:: DESCRIPTION OF THE TASK ::
For the entries below, the result should be an exact transcription of the lines from the one with "255usize.saturating_sub(distance) as u8" up to and including the one with "one if needed.", and only those.

-- Opening Marker --

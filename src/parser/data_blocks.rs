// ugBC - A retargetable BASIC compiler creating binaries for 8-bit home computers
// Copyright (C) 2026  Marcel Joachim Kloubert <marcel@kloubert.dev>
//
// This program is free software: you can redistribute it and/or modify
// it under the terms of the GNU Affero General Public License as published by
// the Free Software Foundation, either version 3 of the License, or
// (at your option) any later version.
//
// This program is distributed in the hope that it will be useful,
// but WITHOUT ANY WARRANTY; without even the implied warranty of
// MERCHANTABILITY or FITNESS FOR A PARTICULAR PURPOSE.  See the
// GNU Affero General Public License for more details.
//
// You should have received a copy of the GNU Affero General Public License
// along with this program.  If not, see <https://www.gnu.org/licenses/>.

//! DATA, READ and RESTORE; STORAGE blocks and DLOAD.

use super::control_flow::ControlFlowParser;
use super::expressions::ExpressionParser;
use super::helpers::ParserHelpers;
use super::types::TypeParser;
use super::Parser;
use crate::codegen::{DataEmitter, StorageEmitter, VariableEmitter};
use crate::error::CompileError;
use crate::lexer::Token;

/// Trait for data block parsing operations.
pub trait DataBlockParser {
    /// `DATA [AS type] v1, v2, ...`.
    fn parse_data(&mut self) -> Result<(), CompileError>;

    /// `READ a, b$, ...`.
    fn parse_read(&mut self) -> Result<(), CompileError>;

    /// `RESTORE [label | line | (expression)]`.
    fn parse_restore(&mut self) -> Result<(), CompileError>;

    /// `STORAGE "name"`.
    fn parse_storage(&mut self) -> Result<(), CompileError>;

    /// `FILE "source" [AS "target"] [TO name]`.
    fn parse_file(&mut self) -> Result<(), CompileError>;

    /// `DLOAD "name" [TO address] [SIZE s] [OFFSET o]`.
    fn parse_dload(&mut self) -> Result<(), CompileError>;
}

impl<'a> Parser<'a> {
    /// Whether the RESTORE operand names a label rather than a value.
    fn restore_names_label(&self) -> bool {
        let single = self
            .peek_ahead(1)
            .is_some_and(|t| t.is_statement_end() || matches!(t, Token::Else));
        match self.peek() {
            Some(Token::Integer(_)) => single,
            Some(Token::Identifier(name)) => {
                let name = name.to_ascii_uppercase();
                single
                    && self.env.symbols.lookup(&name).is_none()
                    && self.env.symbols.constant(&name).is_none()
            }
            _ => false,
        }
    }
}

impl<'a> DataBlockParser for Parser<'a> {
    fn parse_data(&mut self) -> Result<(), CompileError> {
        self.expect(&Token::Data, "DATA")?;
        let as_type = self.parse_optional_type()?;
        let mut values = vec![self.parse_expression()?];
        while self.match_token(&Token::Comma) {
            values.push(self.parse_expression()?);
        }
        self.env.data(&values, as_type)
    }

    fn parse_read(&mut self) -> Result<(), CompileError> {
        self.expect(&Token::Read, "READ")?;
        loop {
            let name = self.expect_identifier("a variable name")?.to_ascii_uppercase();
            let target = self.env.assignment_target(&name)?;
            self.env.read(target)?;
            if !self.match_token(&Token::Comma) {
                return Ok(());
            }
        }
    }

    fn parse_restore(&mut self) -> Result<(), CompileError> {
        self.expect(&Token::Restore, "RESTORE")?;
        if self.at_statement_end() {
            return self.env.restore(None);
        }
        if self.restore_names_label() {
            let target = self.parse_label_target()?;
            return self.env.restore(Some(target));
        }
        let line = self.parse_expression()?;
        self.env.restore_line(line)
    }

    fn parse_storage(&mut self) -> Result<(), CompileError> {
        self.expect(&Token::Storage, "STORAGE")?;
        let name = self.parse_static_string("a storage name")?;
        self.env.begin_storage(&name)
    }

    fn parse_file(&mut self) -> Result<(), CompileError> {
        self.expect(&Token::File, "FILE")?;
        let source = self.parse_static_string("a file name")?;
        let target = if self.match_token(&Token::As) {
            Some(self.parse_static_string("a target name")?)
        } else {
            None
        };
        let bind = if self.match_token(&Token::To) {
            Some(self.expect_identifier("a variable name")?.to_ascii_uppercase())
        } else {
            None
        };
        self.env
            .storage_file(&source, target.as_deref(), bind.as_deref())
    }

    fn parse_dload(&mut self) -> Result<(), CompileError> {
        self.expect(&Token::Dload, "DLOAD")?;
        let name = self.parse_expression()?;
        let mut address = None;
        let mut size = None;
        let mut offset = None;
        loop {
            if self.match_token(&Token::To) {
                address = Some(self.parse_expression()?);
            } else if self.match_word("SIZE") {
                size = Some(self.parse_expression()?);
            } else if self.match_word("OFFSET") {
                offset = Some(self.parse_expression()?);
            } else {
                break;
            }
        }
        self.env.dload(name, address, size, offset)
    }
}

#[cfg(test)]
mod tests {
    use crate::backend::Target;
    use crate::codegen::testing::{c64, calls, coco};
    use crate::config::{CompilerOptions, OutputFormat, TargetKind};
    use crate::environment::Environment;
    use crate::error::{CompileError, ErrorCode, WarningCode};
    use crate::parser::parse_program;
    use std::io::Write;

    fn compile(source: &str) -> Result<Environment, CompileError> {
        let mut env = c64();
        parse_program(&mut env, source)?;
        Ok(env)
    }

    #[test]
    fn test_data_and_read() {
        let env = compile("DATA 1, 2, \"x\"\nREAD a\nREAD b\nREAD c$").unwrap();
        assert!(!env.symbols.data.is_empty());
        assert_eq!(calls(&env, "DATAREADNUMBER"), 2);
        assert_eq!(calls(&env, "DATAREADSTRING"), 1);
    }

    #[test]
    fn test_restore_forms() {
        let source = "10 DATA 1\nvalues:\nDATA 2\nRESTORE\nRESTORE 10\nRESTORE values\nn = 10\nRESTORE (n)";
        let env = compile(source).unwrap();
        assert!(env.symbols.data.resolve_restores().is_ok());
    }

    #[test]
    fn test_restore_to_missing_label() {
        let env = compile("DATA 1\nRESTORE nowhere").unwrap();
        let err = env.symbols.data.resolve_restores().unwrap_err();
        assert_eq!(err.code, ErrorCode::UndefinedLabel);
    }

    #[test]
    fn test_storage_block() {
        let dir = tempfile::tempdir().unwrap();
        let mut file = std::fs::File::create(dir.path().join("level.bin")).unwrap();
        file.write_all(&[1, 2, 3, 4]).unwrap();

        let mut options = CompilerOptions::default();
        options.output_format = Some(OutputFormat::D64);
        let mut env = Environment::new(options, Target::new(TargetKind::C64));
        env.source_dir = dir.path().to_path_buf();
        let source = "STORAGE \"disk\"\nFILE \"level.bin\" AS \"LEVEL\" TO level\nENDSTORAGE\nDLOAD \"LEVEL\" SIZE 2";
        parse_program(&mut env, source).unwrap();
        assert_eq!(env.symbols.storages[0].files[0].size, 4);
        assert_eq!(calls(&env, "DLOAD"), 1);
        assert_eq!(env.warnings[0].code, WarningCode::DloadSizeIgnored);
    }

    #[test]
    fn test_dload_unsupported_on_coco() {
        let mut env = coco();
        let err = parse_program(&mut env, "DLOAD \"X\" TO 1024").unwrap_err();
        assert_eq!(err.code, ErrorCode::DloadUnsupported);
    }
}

-- Closing Marker --
-- Opening Marker --

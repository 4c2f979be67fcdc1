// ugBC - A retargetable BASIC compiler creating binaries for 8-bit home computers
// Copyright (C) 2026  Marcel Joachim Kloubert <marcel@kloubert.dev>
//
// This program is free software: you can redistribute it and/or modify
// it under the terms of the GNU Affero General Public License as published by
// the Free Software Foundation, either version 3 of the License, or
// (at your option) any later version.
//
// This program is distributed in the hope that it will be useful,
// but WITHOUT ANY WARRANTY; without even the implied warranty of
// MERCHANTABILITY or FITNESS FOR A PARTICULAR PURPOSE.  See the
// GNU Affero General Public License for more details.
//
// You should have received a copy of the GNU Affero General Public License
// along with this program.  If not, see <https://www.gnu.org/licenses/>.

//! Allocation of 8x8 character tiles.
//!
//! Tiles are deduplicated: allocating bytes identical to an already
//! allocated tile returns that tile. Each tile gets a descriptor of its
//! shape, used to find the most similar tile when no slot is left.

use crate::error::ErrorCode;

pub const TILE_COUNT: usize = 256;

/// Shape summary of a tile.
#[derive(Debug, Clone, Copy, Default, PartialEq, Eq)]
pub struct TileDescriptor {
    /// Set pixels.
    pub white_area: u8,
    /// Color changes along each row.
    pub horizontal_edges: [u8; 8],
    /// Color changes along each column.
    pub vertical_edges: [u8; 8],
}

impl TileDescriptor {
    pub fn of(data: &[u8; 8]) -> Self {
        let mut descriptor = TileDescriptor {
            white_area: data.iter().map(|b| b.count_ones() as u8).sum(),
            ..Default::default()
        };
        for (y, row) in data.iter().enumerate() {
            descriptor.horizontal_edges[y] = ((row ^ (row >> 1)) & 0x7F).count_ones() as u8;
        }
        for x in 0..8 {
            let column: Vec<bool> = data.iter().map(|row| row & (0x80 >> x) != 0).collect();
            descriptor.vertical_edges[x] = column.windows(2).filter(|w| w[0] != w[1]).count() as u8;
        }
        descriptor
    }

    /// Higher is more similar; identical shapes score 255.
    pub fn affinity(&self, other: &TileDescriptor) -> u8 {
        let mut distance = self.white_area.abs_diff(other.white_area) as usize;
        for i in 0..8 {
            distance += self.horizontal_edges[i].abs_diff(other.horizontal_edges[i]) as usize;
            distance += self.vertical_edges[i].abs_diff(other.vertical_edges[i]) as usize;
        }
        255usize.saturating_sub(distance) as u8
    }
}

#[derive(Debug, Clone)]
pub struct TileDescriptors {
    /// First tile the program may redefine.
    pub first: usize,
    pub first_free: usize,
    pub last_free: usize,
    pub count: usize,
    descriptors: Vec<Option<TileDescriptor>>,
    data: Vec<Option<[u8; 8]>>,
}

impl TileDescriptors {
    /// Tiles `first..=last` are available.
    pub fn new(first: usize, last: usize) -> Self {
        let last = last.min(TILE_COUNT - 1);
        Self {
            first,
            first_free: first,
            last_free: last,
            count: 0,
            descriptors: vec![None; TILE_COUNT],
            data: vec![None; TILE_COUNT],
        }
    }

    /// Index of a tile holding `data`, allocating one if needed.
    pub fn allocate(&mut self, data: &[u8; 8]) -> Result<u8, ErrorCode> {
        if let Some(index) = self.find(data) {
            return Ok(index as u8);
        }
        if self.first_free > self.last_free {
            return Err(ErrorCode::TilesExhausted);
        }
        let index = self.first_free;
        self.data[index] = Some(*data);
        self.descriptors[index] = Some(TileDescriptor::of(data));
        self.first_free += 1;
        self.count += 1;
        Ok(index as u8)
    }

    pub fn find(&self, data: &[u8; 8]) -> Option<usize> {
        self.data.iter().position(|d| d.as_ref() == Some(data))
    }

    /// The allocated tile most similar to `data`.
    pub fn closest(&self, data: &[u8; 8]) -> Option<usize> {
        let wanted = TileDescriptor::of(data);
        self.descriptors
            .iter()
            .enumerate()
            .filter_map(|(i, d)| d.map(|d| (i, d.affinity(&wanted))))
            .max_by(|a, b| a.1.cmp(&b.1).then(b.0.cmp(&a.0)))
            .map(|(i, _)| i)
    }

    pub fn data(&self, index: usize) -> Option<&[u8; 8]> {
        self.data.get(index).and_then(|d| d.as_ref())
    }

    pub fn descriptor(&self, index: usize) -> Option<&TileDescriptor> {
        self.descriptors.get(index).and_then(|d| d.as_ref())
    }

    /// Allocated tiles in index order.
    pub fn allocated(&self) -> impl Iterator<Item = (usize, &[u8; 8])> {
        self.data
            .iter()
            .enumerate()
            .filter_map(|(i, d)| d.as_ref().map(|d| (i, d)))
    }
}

-- Closing Marker --

:: ANSWER BELOW ::
        255usize.saturating_sub(distance) as u8
    }
}

#[derive(Debug, Clone)]
pub struct TileDescriptors {
    /// First tile the program may redefine.
    pub first: usize,
    pub first_free: usize,
    pub last_free: usize,
    pub count: usize,
    descriptors: Vec<Option<TileDescriptor>>,
    data: Vec<Option<[u8; 8]>>,
}

impl TileDescriptors {
    /// Tiles `first..=last` are available.
    pub fn new(first: usize, last: usize) -> Self {
        let last = last.min(TILE_COUNT - 1);
        Self {
            first,
            first_free: first,
            last_free: last,
            count: 0,
            descriptors: vec![None; TILE_COUNT],
            data: vec![None; TILE_COUNT],
        }
    }

    /// Index of a tile holding `data`, allocating one if needed.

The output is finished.